Orbis Tertius
Jorge Luis Borges en la Biblioteca Nacional (1940, E. Comesaña) |
Argentine writer, Jorge Luis Borges, blind at the end of his days, had a vision of a fictitious planet, Orbis Tertius–a Third World.
It is conjectured that this brave new world is the work of a secret society of astronomers, biologists, engineers, metaphysicians, poets, chemists, algebraists, moralists, painters, geometers… directed by an obscure man of genius… This plan is so vast that each writer’s contribution is infinitesimal… It is surely a labyrinth, but it is a labyrinth devised by men, a labyrinth destined to be deciphered by men.

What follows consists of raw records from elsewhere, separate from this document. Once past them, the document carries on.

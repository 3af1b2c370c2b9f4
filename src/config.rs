//! Configuration for the GitHub API mock.
//!
//! Defines the endpoint vocabulary, the sample catalogs, template selection
//! and logging settings.

use serde::{Deserialize, Serialize};
use std::path::{Path, PathBuf};

/// Main configuration for the mock.
#[derive(Debug, Clone, Serialize, Deserialize, Default)]
#[serde(deny_unknown_fields)]
pub struct MockConfig {
    /// Path vocabulary and content negotiation
    #[serde(default)]
    pub endpoints: EndpointSettings,

    /// Sample data rendered into list responses
    #[serde(default)]
    pub catalog: Catalog,

    /// Template selection
    #[serde(default)]
    pub templates: TemplateSettings,

    /// Global settings
    #[serde(default)]
    pub settings: GlobalSettings,
}

impl MockConfig {
    /// Load configuration from a YAML file.
    pub fn from_file(path: &Path) -> anyhow::Result<Self> {
        let content = std::fs::read_to_string(path)?;
        let config = Self::from_yaml(&content)?;
        Ok(config)
    }

    /// Parse and validate configuration from a YAML string.
    pub fn from_yaml(yaml: &str) -> anyhow::Result<Self> {
        let config: Self = serde_yaml::from_str(yaml)?;
        config.validate()?;
        Ok(config)
    }

    /// Validate the configuration.
    pub fn validate(&self) -> anyhow::Result<()> {
        self.endpoints
            .validate()
            .map_err(|e| anyhow::anyhow!("endpoints: {}", e))?;
        self.catalog
            .validate()
            .map_err(|e| anyhow::anyhow!("catalog: {}", e))?;
        Ok(())
    }
}

/// Path vocabulary of the emulated API.
///
/// With the defaults the three families are `/repos/{owner}/{repo}`,
/// `/users/{owner}/repos` and `/repos/{owner}/{repo}/releases`.
#[derive(Debug, Clone, Serialize, Deserialize)]
#[serde(deny_unknown_fields)]
pub struct EndpointSettings {
    /// Resource segment (`repos`)
    #[serde(default = "default_resource")]
    pub resource: String,

    /// Owner listing segment (`users`)
    #[serde(default = "default_users")]
    pub users: String,

    /// Sub-resource segment (`releases`)
    #[serde(default = "default_releases")]
    pub releases: String,

    /// Regex an `Accept` header must match
    #[serde(default = "default_accept_pattern")]
    pub accept_pattern: String,

    /// `Accept` value sent by the session client
    #[serde(default = "default_client_accept")]
    pub client_accept: String,
}

impl Default for EndpointSettings {
    fn default() -> Self {
        Self {
            resource: default_resource(),
            users: default_users(),
            releases: default_releases(),
            accept_pattern: default_accept_pattern(),
            client_accept: default_client_accept(),
        }
    }
}

impl EndpointSettings {
    /// Validate the endpoint vocabulary.
    pub fn validate(&self) -> anyhow::Result<()> {
        for (field, segment) in [
            ("resource", &self.resource),
            ("users", &self.users),
            ("releases", &self.releases),
        ] {
            if segment.is_empty() || segment.contains('/') {
                anyhow::bail!("{} must be a single non-empty path segment", field);
            }
        }
        let accept = regex::Regex::new(&self.accept_pattern)
            .map_err(|e| anyhow::anyhow!("Invalid accept_pattern: {}", e))?;
        if !accept.is_match(&self.client_accept) {
            anyhow::bail!(
                "client_accept {:?} does not satisfy accept_pattern",
                self.client_accept
            );
        }
        Ok(())
    }
}

fn default_resource() -> String {
    "repos".to_string()
}

fn default_users() -> String {
    "users".to_string()
}

fn default_releases() -> String {
    "releases".to_string()
}

fn default_accept_pattern() -> String {
    r"application/[^\s,;]+\+json(?:[\s,;]|$)".to_string()
}

fn default_client_accept() -> String {
    "application/vnd.github.v3+json".to_string()
}

/// Fixed sample data used by the list endpoints.
#[derive(Debug, Clone, Serialize, Deserialize)]
#[serde(deny_unknown_fields)]
pub struct Catalog {
    /// Repository names rendered by the owner listing, in order
    #[serde(default = "default_repositories")]
    pub repositories: Vec<String>,

    /// Release tiers rendered by the release listing
    #[serde(default = "default_release_tiers")]
    pub releases: Vec<ReleaseTier>,
}

impl Default for Catalog {
    fn default() -> Self {
        Self {
            repositories: default_repositories(),
            releases: default_release_tiers(),
        }
    }
}

impl Catalog {
    /// Validate the catalog.
    pub fn validate(&self) -> anyhow::Result<()> {
        if self.repositories.is_empty() {
            anyhow::bail!("repositories cannot be empty");
        }
        if self.repositories.iter().any(|name| name.is_empty()) {
            anyhow::bail!("repository names cannot be empty");
        }
        if self.releases.is_empty() {
            anyhow::bail!("releases cannot be empty");
        }
        for tier in &self.releases {
            if tier.name.is_empty() || tier.tag.is_empty() {
                anyhow::bail!("release tiers need a name and a tag");
            }
        }
        Ok(())
    }

    /// Release tiers ordered from least to most mature.
    ///
    /// The sort is stable, so tiers sharing a maturity keep their
    /// configured order.
    pub fn releases_by_maturity(&self) -> Vec<ReleaseTier> {
        let mut tiers = self.releases.clone();
        tiers.sort_by_key(|tier| tier.maturity);
        tiers
    }

    /// The tier a release listing ends with.
    pub fn most_mature_release(&self) -> Option<ReleaseTier> {
        self.releases_by_maturity().pop()
    }
}

fn default_repositories() -> Vec<String> {
    [
        "mattermost-plugin-github",
        "mattermost-plugin-autolink",
        "mattermost-plugin-zoom",
        "mattermost-plugin-jira",
        "mattermost-plugin-welcomebot",
        "mattermost-plugin-jenkins",
        "mattermost-plugin-antivirus",
        "mattermost-plugin-custom-attributes",
        "mattermost-plugin-aws-SNS",
        "mattermost-plugin-gitlab",
        "mattermost-plugin-nps",
        "mattermost-plugin-webex",
    ]
    .into_iter()
    .map(String::from)
    .collect()
}

fn default_release_tiers() -> Vec<ReleaseTier> {
    vec![
        ReleaseTier::new("alpha", "v0.1.0", Maturity::Unstable),
        ReleaseTier::new("beta", "v0.9.0", Maturity::Beta),
        ReleaseTier::new("stable", "v1.0.0", Maturity::Stable),
    ]
}

/// One entry of the release catalog.
#[derive(Debug, Clone, PartialEq, Eq, Serialize, Deserialize)]
#[serde(deny_unknown_fields)]
pub struct ReleaseTier {
    /// Release name
    pub name: String,
    /// Tag name
    pub tag: String,
    /// Maturity used for ordering
    #[serde(default)]
    pub maturity: Maturity,
}

impl ReleaseTier {
    pub fn new(name: impl Into<String>, tag: impl Into<String>, maturity: Maturity) -> Self {
        Self {
            name: name.into(),
            tag: tag.into(),
            maturity,
        }
    }
}

/// Release classification, ordered least to most mature.
#[derive(
    Debug, Clone, Copy, PartialEq, Eq, PartialOrd, Ord, Hash, Default, Serialize, Deserialize,
)]
#[serde(rename_all = "snake_case")]
pub enum Maturity {
    Unstable,
    Beta,
    #[default]
    Stable,
}

/// Template selection.
#[derive(Debug, Clone, Serialize, Deserialize, Default)]
#[serde(deny_unknown_fields)]
pub struct TemplateSettings {
    /// Placeholder syntax used by the templates
    #[serde(default)]
    pub syntax: TemplateSyntax,

    /// Repository record template (built-in when absent)
    #[serde(default)]
    pub repository: Option<TemplateSource>,

    /// Release record template (built-in when absent)
    #[serde(default)]
    pub release: Option<TemplateSource>,
}

/// Placeholder syntax of a template.
#[derive(Debug, Clone, Copy, PartialEq, Eq, Default, Serialize, Deserialize)]
#[serde(rename_all = "snake_case")]
pub enum TemplateSyntax {
    /// Handlebars with named fields (`{{full_name}}`)
    #[default]
    Named,
    /// Ordered printf-style verbs (`%d`, `%s`, `%v`)
    Positional,
}

/// Where a template's text comes from.
#[derive(Debug, Clone, Serialize, Deserialize)]
#[serde(tag = "type", rename_all = "snake_case")]
pub enum TemplateSource {
    /// Template text given in the configuration
    Inline { content: String },
    /// Load from file
    File { path: PathBuf },
}

impl TemplateSource {
    /// Get the template text.
    pub fn load(&self) -> std::io::Result<String> {
        match self {
            TemplateSource::Inline { content } => Ok(content.clone()),
            TemplateSource::File { path } => std::fs::read_to_string(path),
        }
    }
}

/// Global settings.
#[derive(Debug, Clone, Serialize, Deserialize)]
#[serde(deny_unknown_fields)]
pub struct GlobalSettings {
    /// Log every matched request
    #[serde(default = "default_true")]
    pub log_matches: bool,

    /// Log validation failures
    #[serde(default = "default_true")]
    pub log_failures: bool,
}

impl Default for GlobalSettings {
    fn default() -> Self {
        Self {
            log_matches: true,
            log_failures: true,
        }
    }
}

fn default_true() -> bool {
    true
}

It is an endless labyrinth built in secret by anonymous busy bodies, the self-similar hallways of the Library of Babel, the recursive spirals of Circular Ruins, the bifurcations of the Garden of Forking Paths.
The orb (globe) is the metaphorical sphere in Universal History: it is Xenophanes’ one god, Plato’s geometric perfection, Aristotle’s unmoved mover, Ptolemy’s concentric orbits, Dante’s divine cosmology, Pascal’s infinite sphere, Blake’s fearful symmetry (and, yes, Einstein’s space-time manifold).
It is the Aleph, the iridescent all-seeing eye–a device from which to peer at the world in all its multifarious details, all at once, entire.
I saw the Aleph from every point and angle, and in the Aleph I saw the earth and in the earth the Aleph and in the Aleph the earth…
The metaphor thus circumscribes both the One and the Many.
Orbis Tertius resembles, not so much a physical planet, but a self-consistent body of knowledge that constitutes a fictive world. It resembles, in fact, our cyberspace, a labyrinthine world interconnected by hyperlinks, where nothing is discarded and everything considered—from the sublime to the mundane.
The One turning into Many.
We saunter leisurely in this brave new world, like flâneurs in an arcade of the mind, with no purpose but pleasure. Borges, the obscure man of genius himself, once said: “there is no intellectual exercise which is not ultimately useless.”